## [WORK TASK]
Search the entries for the word "after". Copy every line where it turns up.

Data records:

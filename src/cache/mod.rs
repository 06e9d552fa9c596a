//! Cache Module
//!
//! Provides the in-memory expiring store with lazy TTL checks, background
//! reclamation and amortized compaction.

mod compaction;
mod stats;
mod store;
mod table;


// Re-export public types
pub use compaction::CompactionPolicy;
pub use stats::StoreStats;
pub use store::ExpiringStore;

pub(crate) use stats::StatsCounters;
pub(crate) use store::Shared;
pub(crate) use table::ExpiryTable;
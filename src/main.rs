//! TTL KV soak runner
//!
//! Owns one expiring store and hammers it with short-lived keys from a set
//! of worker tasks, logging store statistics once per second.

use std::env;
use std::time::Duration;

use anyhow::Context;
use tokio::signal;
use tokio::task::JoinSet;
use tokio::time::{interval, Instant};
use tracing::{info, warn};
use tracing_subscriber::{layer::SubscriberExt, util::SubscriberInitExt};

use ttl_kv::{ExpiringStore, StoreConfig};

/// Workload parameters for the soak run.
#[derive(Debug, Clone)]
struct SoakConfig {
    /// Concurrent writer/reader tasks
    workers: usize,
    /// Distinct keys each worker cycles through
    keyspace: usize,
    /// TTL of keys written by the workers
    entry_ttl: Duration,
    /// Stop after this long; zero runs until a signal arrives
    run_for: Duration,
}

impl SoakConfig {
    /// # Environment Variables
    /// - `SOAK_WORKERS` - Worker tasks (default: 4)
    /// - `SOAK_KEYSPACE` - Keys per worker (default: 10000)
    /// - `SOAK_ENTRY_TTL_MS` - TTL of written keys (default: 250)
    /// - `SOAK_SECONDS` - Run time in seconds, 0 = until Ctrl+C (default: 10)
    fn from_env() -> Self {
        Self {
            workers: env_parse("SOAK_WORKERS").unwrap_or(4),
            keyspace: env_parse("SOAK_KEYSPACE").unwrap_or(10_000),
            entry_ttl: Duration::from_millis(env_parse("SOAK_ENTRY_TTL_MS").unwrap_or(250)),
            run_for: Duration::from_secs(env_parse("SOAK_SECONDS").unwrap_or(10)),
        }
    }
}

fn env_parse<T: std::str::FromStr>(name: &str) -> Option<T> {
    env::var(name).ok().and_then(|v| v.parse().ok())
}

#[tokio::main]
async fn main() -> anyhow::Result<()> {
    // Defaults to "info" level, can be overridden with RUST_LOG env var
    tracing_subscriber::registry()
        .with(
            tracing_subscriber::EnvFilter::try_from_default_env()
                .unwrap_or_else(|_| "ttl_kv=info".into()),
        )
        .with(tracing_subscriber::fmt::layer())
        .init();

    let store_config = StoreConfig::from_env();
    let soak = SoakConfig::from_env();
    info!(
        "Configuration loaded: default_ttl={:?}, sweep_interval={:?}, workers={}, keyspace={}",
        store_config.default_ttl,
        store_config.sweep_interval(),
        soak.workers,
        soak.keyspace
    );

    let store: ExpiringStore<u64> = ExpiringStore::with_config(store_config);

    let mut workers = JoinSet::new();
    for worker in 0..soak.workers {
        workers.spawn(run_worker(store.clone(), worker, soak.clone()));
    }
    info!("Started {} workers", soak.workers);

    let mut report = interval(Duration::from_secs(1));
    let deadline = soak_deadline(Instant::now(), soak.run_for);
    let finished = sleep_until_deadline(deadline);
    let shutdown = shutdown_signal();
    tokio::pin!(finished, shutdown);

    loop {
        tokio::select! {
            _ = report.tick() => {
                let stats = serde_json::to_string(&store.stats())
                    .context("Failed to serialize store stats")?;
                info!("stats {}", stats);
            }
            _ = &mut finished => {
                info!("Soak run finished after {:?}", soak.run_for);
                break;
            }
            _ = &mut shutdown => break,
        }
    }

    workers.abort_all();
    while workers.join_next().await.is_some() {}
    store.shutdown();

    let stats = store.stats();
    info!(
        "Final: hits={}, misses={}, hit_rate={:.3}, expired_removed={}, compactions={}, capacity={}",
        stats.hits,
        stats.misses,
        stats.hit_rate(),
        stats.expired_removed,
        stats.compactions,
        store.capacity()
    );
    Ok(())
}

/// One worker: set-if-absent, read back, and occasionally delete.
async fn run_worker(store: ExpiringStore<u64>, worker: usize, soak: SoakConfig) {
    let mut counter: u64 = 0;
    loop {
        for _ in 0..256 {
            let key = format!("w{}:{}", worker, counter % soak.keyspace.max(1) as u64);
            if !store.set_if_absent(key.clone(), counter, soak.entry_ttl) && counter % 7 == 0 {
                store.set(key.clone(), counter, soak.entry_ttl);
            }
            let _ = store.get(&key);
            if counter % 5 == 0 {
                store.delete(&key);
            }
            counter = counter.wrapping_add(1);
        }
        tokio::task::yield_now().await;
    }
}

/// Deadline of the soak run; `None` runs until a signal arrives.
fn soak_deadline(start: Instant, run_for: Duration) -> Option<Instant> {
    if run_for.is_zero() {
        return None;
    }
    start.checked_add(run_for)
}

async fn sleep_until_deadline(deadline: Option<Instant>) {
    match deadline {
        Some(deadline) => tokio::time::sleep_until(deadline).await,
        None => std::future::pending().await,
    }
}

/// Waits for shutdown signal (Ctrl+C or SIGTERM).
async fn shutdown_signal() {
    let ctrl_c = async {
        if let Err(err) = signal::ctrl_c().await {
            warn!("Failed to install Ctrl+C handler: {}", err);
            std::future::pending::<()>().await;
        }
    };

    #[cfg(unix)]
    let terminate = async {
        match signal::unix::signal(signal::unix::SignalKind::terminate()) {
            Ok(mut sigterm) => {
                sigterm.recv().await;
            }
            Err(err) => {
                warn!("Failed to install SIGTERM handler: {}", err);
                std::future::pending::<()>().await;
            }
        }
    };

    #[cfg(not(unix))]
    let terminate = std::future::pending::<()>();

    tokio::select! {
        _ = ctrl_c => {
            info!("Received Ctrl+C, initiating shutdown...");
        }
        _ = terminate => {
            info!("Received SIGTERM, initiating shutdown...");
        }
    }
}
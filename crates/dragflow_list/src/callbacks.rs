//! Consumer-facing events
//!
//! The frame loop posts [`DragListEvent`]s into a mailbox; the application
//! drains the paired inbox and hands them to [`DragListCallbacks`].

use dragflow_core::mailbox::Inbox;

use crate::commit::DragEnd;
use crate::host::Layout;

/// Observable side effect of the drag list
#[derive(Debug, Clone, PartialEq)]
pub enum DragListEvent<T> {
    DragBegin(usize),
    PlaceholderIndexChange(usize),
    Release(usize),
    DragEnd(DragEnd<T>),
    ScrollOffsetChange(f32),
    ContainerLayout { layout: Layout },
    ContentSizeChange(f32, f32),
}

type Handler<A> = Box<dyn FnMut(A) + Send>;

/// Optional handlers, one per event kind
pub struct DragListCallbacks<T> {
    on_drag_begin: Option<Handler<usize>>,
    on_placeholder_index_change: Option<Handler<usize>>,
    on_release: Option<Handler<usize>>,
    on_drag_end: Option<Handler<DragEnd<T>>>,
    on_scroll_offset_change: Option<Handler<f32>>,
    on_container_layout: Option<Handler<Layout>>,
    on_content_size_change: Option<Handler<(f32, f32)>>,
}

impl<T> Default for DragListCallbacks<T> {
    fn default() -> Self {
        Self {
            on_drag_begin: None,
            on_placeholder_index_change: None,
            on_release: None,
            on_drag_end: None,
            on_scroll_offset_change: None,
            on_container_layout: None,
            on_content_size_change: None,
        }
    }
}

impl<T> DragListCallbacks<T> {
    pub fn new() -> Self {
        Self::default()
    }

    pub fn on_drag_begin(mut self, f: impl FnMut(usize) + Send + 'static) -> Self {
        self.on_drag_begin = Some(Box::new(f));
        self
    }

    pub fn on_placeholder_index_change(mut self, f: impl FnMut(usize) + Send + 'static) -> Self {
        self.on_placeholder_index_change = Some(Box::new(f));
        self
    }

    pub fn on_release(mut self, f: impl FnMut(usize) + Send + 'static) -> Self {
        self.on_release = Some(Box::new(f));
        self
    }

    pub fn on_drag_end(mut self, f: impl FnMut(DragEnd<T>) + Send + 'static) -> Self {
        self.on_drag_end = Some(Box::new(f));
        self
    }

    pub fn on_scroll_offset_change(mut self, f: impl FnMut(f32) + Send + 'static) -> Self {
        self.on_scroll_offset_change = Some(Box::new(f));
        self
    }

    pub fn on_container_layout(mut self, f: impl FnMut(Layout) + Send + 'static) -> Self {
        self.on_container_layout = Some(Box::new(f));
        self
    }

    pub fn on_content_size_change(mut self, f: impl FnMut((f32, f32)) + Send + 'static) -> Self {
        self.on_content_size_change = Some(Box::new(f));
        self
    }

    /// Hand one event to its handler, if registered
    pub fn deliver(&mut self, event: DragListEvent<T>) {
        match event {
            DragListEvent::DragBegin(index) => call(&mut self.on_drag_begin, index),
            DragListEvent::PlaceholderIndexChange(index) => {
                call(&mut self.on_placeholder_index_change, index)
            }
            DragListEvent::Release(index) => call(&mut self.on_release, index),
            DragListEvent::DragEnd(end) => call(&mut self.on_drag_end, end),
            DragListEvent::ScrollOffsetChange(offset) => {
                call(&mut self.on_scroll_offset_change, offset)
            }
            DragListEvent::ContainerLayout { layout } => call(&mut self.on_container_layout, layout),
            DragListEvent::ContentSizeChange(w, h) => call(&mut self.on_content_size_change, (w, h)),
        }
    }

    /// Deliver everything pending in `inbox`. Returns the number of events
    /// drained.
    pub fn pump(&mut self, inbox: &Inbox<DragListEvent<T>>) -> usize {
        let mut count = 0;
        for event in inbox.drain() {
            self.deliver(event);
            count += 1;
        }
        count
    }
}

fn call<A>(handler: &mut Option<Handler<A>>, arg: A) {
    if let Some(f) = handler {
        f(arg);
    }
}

## [SOLUTION BELOW]
    /// Stop after this long; zero runs until a signal arrives
                info!("Soak run finished after {:?}", soak.run_for);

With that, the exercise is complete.